As discussed in Finkelstein and Silberman (2001), conservative Christians and Jews don’t even have any evidence that the Exodus ever occurred. The ancient Israelites definitively believed that Genesis, Exodus, and Moses were real. However, like many ancient cultures ranging from Hawaii to China, India, Scandinavia, the Americas and Greece, the ancient Israelites believed in far-fetched stories (myths) and popular traditions that have no evidential support. The ancient Israelites certainly believed that they were the chosen people and that they had an unbroken chain of history going back to Abraham and earlier, but there’s not a shred of archeological or other external evidence to indicate that their views were correct – nothing.

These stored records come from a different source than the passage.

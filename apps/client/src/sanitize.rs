//! XSS guards for strings rendered into the page.
//!
//! Both helpers delegate to `ammonia`. `script` and `style` elements are
//! removed together with their content in either mode.

use std::collections::{HashMap, HashSet};

use ammonia::Builder;

/// Tags kept by [`sanitize_rich_text`]. Every attribute is dropped.
pub const RICH_TEXT_TAGS: &[&str] = &["p", "br", "b", "i", "em", "strong", "u", "ul", "ol", "li"];

/// Strips all markup and attributes and trims the result.
/// The returned text is HTML-escaped, so it is safe to insert as markup.
pub fn sanitize_plain_text(input: &str) -> String {
    if input.is_empty() {
        return String::new();
    }

    Builder::default()
        .tags(HashSet::new())
        .generic_attributes(HashSet::new())
        .tag_attributes(HashMap::new())
        .clean(input)
        .to_string()
        .trim()
        .to_string()
}

/// Keeps a small set of inline and structural tags, without attributes.
pub fn sanitize_rich_text(html: &str) -> String {
    if html.is_empty() {
        return String::new();
    }

    Builder::default()
        .tags(RICH_TEXT_TAGS.iter().copied().collect())
        .generic_attributes(HashSet::new())
        .tag_attributes(HashMap::new())
        .clean(html)
        .to_string()
}

#[cfg(test)]
mod tests {
    use super::*;

    #[test]
    fn test_plain_text_drops_script_and_trims() {
        assert_eq!(sanitize_plain_text("<script>alert(1)</script>hello"), "hello");
        assert_eq!(sanitize_plain_text("   <b>bold</b> move  "), "bold move");
    }

    #[test]
    fn test_plain_text_empty_input() {
        assert_eq!(sanitize_plain_text(""), "");
        assert_eq!(sanitize_plain_text("   "), "");
    }

    #[test]
    fn test_plain_text_strips_attributes_and_handlers() {
        let out = sanitize_plain_text(r#"<img src=x onerror="alert(1)">Oops <a href="javascript:x()">link</a>"#);
        assert_eq!(out, "Oops link");
        assert!(!out.contains("onerror"));
        assert!(!out.contains("javascript"));
    }

    #[test]
    fn test_plain_text_escapes_markup_characters() {
        assert_eq!(sanitize_plain_text("1 < 2"), "1 &lt; 2");
        assert_eq!(sanitize_plain_text("Tom & Jerry"), "Tom &amp; Jerry");
    }

    #[test]
    fn test_plain_text_keeps_ordinary_messages() {
        assert_eq!(
            sanitize_plain_text("Please upload your CV/resume file"),
            "Please upload your CV/resume file"
        );
    }

    #[test]
    fn test_rich_text_keeps_paragraph_drops_script() {
        assert_eq!(sanitize_rich_text("<p>ok</p><script>x</script>"), "<p>ok</p>");
    }

    #[test]
    fn test_rich_text_strips_attributes() {
        assert_eq!(
            sanitize_rich_text(r#"<p class="x" onclick="steal()">hi <strong style="color:red">there</strong></p>"#),
            "<p>hi <strong>there</strong></p>"
        );
    }

    #[test]
    fn test_rich_text_keeps_lists() {
        let html = "<ul><li>one</li><li>two</li></ul><ol><li>three</li></ol>";
        assert_eq!(sanitize_rich_text(html), html);
    }

    #[test]
    fn test_rich_text_drops_disallowed_tags_keeps_text() {
        assert_eq!(
            sanitize_rich_text(r#"<div><a href="javascript:alert(1)">click</a></div><iframe src="x"></iframe>"#),
            "click"
        );
        assert_eq!(sanitize_rich_text("<style>p{}</style><em>fine</em>"), "<em>fine</em>");
    }

    #[test]
    fn test_rich_text_empty_input() {
        assert_eq!(sanitize_rich_text(""), "");
    }
}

Finkelstein and Silberman (2001) and other archeological sources provide a realistic view of the origin of Israel and there’s no evidence to back up the claims in Genesis and Exodus. The “memories” of the ancient Israelites and their traditions are without merit. Mr. Lundahl has the burden of evidence to demonstrate that the ancient Israelites had an unbroken historical chain back to Abraham and even earlier. However, he has nothing to support his claims. There’s no evidence of the Talking Snake, no evidence of the Nephilim being procreated by angels, no evidence of Abraham, no evidence of Moses ever existing, no evidence of the Exodus, and geology has thoroughly refuted a worldwide Flood of about 4,300 years ago; see here and my references. The oldest copies of the Old Testament are in the Dead Sea Scrolls and they are copies of copies of copies… of documents that could have been written as much as 1,000 years earlier. We don’t know who wrote them, when they wrote them and Hypotheses #3 and #4 in Henke (2022b) demonstrate that over time lies and misconceptions can become universally accepted as fact, especially in an ancient culture that was superstitious and believed under threat of force whatever their religious and political leaders told them.

Reference:

Finkelstein, I. and N.A. Silberman. 2001. The Bible Unearthed: Archaeology's New Vision of Ancient Israel and the Origin of its Sacred Texts: The Free Press: New York, USA, 385pp.